Days and Nights in Calcutta
- Author: Clark Blaise, Bharati Mukherjee
- Publisher: Doubleday
- Publication date: 1977

= Days and Nights in Calcutta =

Book by Clark Blaise

Days and Nights in Calcutta is a work of memoir by husband-and-wife authors Clark Blaise and Bharati Mukherjee first published by Doubleday in 1977. Blaise, a Canadian author, and Mukherjee, originally from the Indian state of West Bengal, had been married for a decade when they decided in 1973 to travel with their two children to India and spend a year in Calcutta (now Kolkata) with Mukherjee's family. The first half of the book is told from Blaise's point of view as a Westerner adjusting to life with a large upper-class Indian family and the unfamiliar traditions and patterns of life he found in India.

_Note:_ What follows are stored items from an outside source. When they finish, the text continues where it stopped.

//! # Main — CLI entry point
//!
//! Parses the command line, initializes structured logging and the rayon
//! pool, then routes subcommands to the execution functions in `cli`.
//!
//! ## Global options
//!
//! - `--params` / `KUMMER5_PARAMS`: TOML parameter table (start vectors and
//!   √5 endomorphism polynomials per curve).
//! - `--h`, `--m`: curve and multiplier selection.
//! - `--threads`: rayon pool size (defaults to all logical cores).
//! - `LOG_FORMAT=json`: structured JSON logs instead of human-readable.

mod cli;

use anyhow::Result;
use clap::{Parser, Subcommand};
use std::path::PathBuf;

#[global_allocator]
static GLOBAL: mimalloc::MiMalloc = mimalloc::MiMalloc;

#[derive(Parser)]
#[command(
    name = "kummer5",
    about = "Deterministic primality tests for 4*m^2*5^n - 1 via a Kummer surface sqrt(5) endomorphism"
)]
struct Cli {
    /// Path to the TOML parameter table
    #[arg(long, env = "KUMMER5_PARAMS")]
    params: PathBuf,

    /// Curve selector h of y^2 = x^5 + h (supported: 2, 3, 31, 10)
    #[arg(long, default_value_t = 10)]
    h: u32,

    /// Multiplier m in 4*m^2*5^n - 1 (supported: 1, 3, 7, 11)
    #[arg(long, default_value_t = 3)]
    m: u32,

    /// Number of rayon worker threads (defaults to all logical cores)
    #[arg(long)]
    threads: Option<usize>,

    #[command(subcommand)]
    command: Commands,
}

#[derive(Subcommand)]
enum Commands {
    /// Classify a single candidate 4*m^2*5^n - 1
    Test {
        /// Exponent n (n >= 1; the published tables target odd n)
        #[arg(long)]
        n: u32,
    },
    /// Print the verdict table over a range of n
    Table {
        /// Start of the range (inclusive)
        #[arg(long, default_value_t = 1)]
        min_n: u32,
        /// End of the range (inclusive)
        #[arg(long, default_value_t = 499)]
        max_n: u32,
        /// Also test even n (skipped by default)
        #[arg(long)]
        include_even: bool,
        /// Emit one JSON object per line instead of the text table
        #[arg(long)]
        json: bool,
    },
    /// Parse and validate a parameter table file
    Validate,
}

fn main() -> Result<()> {
    // Structured logging: LOG_FORMAT=json for machines, stderr text otherwise
    let log_format = std::env::var("LOG_FORMAT").unwrap_or_default();
    if log_format == "json" {
        tracing_subscriber::fmt().json().with_target(false).init();
    } else {
        tracing_subscriber::fmt()
            .with_writer(std::io::stderr)
            .with_target(false)
            .init();
    }

    let cli = Cli::parse();
    cli::configure_rayon(cli.threads)?;

    match &cli.command {
        Commands::Test { n } => cli::run_test(&cli, *n),
        Commands::Table {
            min_n,
            max_n,
            include_even,
            json,
        } => cli::run_table(&cli, *min_n, *max_n, *include_even, *json),
        Commands::Validate => cli::run_validate(&cli),
    }
}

The second half is told from Mukherjee's perspective after fourteen years' absence from the land of her birth, testing her childhood memories against the realities of 1973 India and examining the differences between the path her life had followed and the life she might have lived had she remained in India.

The first American paperback edition, published in 1995 by Hungry Mind Press included a new prologue by Blaise and new epilogue by Mukherjee, providing additional perspective on the visit to India the pair had made more than two decades before.